EXERCISE DIRECTIONS
Of the lines below, reproduce exactly those from the line containing "Map non-success statuses" to the end, including both the first and the last.

+---+

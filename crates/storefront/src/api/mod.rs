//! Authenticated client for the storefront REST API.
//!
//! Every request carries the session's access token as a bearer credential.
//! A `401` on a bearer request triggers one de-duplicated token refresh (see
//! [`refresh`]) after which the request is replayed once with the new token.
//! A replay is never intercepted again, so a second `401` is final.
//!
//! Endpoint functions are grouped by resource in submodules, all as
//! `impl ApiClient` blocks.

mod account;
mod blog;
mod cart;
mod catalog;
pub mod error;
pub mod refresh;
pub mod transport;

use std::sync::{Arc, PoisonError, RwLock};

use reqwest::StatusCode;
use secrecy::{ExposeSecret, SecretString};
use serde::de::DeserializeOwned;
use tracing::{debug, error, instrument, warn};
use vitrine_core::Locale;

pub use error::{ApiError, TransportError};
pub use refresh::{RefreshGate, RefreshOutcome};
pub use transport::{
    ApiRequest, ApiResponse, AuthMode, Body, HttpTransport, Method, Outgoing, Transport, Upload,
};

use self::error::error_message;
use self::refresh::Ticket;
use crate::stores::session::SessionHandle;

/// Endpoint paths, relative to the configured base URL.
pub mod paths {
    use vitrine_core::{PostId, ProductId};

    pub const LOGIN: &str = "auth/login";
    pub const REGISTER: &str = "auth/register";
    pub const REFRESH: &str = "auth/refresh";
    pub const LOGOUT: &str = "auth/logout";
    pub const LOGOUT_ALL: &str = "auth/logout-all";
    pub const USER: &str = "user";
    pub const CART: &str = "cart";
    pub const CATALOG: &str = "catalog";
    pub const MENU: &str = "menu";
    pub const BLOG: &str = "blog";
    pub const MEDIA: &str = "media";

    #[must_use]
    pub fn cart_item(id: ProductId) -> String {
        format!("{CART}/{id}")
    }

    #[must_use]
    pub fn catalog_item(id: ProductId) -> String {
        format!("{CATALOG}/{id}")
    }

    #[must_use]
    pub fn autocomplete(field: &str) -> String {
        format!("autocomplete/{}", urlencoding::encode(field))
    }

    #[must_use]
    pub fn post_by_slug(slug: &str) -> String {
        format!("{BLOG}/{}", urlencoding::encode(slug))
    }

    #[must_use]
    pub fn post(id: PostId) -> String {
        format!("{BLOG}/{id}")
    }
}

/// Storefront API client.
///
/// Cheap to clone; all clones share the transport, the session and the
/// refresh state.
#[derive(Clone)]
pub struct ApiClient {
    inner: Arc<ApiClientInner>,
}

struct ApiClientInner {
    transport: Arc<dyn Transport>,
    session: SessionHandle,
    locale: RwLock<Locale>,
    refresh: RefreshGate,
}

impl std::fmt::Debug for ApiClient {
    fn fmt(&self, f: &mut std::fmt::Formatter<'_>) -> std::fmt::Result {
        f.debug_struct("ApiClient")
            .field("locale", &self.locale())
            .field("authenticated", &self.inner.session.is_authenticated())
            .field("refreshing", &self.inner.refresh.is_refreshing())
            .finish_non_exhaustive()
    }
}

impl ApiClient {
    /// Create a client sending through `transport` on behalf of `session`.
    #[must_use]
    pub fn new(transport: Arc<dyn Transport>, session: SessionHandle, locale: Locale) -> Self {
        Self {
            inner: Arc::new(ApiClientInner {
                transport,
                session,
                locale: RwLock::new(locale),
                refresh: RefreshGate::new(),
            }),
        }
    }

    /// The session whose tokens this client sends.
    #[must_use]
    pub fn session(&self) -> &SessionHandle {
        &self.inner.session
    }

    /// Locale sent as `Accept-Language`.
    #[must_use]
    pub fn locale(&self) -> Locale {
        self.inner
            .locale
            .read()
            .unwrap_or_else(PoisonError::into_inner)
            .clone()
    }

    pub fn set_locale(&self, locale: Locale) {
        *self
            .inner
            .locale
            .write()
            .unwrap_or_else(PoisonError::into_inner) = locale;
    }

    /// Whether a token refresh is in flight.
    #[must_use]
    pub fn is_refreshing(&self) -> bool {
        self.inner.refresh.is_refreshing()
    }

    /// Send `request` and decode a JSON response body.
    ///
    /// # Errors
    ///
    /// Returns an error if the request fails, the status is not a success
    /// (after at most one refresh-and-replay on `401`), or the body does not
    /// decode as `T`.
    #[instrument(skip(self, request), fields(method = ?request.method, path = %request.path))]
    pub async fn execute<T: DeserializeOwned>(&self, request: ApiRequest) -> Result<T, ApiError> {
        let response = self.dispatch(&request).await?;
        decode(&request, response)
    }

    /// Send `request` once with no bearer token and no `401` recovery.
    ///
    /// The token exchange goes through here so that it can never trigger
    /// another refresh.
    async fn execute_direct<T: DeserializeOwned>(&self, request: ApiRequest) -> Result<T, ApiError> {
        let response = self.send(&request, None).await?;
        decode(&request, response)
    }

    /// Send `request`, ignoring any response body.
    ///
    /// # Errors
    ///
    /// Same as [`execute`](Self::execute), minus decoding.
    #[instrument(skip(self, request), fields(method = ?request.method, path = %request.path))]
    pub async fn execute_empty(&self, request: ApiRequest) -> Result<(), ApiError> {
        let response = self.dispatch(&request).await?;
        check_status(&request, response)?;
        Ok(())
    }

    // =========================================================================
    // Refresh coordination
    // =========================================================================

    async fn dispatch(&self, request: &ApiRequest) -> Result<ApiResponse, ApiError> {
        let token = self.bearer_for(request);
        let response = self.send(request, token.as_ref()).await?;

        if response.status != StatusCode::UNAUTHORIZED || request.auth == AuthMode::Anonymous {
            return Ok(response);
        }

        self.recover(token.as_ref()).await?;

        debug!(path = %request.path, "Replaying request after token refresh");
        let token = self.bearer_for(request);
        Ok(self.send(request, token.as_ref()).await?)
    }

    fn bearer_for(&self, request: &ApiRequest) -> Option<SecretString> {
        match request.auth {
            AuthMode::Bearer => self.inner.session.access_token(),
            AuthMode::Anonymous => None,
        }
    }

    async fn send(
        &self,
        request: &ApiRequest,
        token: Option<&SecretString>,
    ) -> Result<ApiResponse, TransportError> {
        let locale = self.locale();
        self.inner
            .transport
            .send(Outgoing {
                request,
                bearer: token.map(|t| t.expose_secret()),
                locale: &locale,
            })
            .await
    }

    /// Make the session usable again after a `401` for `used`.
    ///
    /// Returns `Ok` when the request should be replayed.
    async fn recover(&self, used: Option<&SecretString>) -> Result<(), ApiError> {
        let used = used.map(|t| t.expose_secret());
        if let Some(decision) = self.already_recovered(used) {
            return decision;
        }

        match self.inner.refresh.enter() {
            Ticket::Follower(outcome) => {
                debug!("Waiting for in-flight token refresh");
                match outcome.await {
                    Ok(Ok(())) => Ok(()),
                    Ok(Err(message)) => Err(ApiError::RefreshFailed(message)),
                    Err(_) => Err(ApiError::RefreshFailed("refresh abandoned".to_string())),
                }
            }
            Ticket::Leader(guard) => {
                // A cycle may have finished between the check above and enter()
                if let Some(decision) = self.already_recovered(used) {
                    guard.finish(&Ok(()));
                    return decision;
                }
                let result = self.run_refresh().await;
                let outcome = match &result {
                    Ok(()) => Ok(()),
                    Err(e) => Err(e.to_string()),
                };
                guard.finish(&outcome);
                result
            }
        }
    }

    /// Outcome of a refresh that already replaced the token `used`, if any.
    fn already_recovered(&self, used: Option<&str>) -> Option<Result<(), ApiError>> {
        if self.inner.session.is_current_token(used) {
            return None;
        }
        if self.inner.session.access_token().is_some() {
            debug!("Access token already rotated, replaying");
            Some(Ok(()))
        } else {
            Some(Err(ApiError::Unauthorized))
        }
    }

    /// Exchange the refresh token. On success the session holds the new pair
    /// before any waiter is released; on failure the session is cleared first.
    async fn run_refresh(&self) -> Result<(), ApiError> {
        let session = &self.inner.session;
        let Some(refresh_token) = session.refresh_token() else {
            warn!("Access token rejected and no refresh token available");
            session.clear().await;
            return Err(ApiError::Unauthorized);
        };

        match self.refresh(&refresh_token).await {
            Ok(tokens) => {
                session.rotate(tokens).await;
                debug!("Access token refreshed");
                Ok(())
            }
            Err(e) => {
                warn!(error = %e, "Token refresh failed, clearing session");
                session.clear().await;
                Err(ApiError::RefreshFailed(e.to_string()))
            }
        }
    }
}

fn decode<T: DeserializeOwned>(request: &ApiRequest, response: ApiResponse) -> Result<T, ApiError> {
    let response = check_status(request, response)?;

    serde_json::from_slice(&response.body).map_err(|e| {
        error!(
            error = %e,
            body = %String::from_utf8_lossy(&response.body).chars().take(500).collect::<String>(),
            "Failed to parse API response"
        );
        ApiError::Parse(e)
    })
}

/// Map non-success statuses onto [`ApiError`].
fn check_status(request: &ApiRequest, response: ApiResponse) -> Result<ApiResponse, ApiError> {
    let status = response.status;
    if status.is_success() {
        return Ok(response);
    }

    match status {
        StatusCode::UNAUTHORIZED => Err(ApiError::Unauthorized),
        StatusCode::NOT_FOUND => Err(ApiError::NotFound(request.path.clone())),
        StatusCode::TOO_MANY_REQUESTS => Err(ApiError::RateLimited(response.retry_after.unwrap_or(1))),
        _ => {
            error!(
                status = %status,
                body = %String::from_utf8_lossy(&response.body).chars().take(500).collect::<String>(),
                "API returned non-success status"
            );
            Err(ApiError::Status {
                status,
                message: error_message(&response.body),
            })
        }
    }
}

+---+

SOLVED EXERCISE
/// Map non-success statuses onto [`ApiError`].
fn check_status(request: &ApiRequest, response: ApiResponse) -> Result<ApiResponse, ApiError> {
    let status = response.status;
    if status.is_success() {
        return Ok(response);
    }

    match status {
        StatusCode::UNAUTHORIZED => Err(ApiError::Unauthorized),
        StatusCode::NOT_FOUND => Err(ApiError::NotFound(request.path.clone())),
        StatusCode::TOO_MANY_REQUESTS => Err(ApiError::RateLimited(response.retry_after.unwrap_or(1))),
        _ => {
            error!(
                status = %status,
                body = %String::from_utf8_lossy(&response.body).chars().take(500).collect::<String>(),
                "API returned non-success status"
            );
            Err(ApiError::Status {
                status,
                message: error_message(&response.body),
            })
        }
    }
}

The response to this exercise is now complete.